REQUIREMENT -
Where the listing below reaches the line containing "pub trait ChainProcessor<I, Acc>: Send + Sync", start writing out lines exactly, and stop once the line containing "#[derive(Debug)]" has been written.

DATA TO USE -
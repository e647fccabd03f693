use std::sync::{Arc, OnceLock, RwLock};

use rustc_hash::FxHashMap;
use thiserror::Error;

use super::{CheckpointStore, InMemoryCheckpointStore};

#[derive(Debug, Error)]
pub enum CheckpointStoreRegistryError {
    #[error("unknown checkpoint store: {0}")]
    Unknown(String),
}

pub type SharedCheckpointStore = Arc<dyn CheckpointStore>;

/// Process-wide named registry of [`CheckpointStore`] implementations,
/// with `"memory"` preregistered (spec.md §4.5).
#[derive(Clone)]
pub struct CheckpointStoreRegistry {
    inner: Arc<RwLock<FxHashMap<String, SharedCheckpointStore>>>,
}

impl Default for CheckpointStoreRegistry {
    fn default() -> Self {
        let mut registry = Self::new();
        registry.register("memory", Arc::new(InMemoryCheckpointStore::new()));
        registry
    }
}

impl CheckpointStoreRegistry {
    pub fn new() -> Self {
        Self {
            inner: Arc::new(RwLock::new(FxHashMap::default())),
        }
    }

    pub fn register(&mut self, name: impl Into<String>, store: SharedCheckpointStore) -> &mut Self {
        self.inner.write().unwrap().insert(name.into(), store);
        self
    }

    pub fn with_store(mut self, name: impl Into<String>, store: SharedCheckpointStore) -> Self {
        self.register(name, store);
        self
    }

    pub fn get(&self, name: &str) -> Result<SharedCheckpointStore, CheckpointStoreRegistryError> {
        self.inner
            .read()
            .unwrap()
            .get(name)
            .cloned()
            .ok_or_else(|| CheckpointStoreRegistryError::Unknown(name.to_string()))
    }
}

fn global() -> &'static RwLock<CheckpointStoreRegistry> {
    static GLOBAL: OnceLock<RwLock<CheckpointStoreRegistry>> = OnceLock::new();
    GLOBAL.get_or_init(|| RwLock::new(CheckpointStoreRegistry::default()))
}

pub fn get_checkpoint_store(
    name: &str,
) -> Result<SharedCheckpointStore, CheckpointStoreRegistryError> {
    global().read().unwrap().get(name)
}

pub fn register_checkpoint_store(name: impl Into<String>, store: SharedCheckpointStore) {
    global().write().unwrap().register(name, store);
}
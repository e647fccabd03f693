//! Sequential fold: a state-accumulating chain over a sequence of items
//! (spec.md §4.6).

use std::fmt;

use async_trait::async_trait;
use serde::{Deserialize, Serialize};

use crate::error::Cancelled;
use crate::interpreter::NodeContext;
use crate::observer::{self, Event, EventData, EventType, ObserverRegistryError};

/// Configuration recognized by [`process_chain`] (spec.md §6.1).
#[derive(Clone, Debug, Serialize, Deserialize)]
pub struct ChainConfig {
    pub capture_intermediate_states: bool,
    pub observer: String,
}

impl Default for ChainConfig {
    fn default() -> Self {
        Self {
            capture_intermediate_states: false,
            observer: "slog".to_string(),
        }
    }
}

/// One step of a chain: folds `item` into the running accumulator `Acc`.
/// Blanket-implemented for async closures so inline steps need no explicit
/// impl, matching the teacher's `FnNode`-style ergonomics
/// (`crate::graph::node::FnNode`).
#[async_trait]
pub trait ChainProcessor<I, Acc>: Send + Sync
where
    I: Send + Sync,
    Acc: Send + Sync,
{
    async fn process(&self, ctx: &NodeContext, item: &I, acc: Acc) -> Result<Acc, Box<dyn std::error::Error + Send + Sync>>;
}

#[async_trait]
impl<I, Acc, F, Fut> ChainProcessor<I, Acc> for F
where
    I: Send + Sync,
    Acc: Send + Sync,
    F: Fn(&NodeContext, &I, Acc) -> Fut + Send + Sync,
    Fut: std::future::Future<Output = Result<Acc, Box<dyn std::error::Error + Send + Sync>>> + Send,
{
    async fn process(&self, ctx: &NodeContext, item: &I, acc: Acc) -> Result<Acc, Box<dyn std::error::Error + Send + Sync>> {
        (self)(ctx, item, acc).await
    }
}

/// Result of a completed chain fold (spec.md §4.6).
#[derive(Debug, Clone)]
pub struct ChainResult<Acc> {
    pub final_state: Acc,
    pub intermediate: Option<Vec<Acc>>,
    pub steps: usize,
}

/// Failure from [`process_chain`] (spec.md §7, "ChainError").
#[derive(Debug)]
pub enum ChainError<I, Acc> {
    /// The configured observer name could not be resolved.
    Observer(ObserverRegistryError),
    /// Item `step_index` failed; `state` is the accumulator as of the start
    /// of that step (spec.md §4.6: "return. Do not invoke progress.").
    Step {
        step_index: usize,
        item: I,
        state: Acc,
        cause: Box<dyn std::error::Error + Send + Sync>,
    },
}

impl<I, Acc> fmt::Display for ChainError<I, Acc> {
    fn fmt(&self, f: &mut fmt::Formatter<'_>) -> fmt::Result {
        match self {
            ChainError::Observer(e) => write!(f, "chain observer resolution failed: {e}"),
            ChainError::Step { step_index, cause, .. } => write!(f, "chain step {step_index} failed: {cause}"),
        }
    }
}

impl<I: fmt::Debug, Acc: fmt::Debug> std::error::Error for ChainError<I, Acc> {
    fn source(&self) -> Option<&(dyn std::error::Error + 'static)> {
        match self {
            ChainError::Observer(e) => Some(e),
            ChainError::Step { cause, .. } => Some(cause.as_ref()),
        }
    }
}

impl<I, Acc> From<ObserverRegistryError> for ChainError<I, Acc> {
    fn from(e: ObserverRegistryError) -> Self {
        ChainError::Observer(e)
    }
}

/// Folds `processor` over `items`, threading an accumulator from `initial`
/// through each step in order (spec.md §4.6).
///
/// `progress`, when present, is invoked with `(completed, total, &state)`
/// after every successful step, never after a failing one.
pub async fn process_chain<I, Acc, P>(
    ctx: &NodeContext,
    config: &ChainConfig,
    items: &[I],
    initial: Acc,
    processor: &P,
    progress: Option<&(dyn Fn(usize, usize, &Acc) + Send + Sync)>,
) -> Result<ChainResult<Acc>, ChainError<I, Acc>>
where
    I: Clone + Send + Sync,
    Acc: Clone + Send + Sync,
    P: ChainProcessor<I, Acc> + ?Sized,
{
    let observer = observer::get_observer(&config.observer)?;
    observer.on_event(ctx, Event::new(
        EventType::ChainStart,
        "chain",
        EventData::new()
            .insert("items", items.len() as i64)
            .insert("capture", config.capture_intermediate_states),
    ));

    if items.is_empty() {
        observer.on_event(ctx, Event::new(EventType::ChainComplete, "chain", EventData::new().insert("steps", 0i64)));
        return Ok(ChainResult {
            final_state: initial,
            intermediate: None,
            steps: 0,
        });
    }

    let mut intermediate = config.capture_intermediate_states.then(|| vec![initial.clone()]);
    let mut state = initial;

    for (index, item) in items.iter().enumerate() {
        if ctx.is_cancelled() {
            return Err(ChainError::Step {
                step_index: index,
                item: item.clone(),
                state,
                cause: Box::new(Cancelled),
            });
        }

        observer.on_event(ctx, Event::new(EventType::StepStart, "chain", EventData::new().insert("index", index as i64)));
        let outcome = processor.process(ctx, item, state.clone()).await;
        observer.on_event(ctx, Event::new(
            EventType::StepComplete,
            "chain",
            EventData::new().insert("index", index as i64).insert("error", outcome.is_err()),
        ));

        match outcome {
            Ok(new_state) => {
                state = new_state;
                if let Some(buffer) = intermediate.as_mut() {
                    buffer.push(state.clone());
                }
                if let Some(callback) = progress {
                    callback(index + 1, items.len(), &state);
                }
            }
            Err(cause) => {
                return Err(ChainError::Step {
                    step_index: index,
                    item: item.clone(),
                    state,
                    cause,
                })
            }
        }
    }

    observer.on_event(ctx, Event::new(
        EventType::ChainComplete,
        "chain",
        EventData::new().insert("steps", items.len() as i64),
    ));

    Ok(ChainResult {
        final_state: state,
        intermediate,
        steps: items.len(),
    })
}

ANSWER AREA -
pub trait ChainProcessor<I, Acc>: Send + Sync
where
    I: Send + Sync,
    Acc: Send + Sync,
{
    async fn process(&self, ctx: &NodeContext, item: &I, acc: Acc) -> Result<Acc, Box<dyn std::error::Error + Send + Sync>>;
}

#[async_trait]
impl<I, Acc, F, Fut> ChainProcessor<I, Acc> for F
where
    I: Send + Sync,
    Acc: Send + Sync,
    F: Fn(&NodeContext, &I, Acc) -> Fut + Send + Sync,
    Fut: std::future::Future<Output = Result<Acc, Box<dyn std::error::Error + Send + Sync>>> + Send,
{
    async fn process(&self, ctx: &NodeContext, item: &I, acc: Acc) -> Result<Acc, Box<dyn std::error::Error + Send + Sync>> {
        (self)(ctx, item, acc).await
    }
}

/// Result of a completed chain fold (spec.md §4.6).
#[derive(Debug, Clone)]
pub struct ChainResult<Acc> {
    pub final_state: Acc,
    pub intermediate: Option<Vec<Acc>>,
    pub steps: usize,
}

/// Failure from [`process_chain`] (spec.md §7, "ChainError").
#[derive(Debug)]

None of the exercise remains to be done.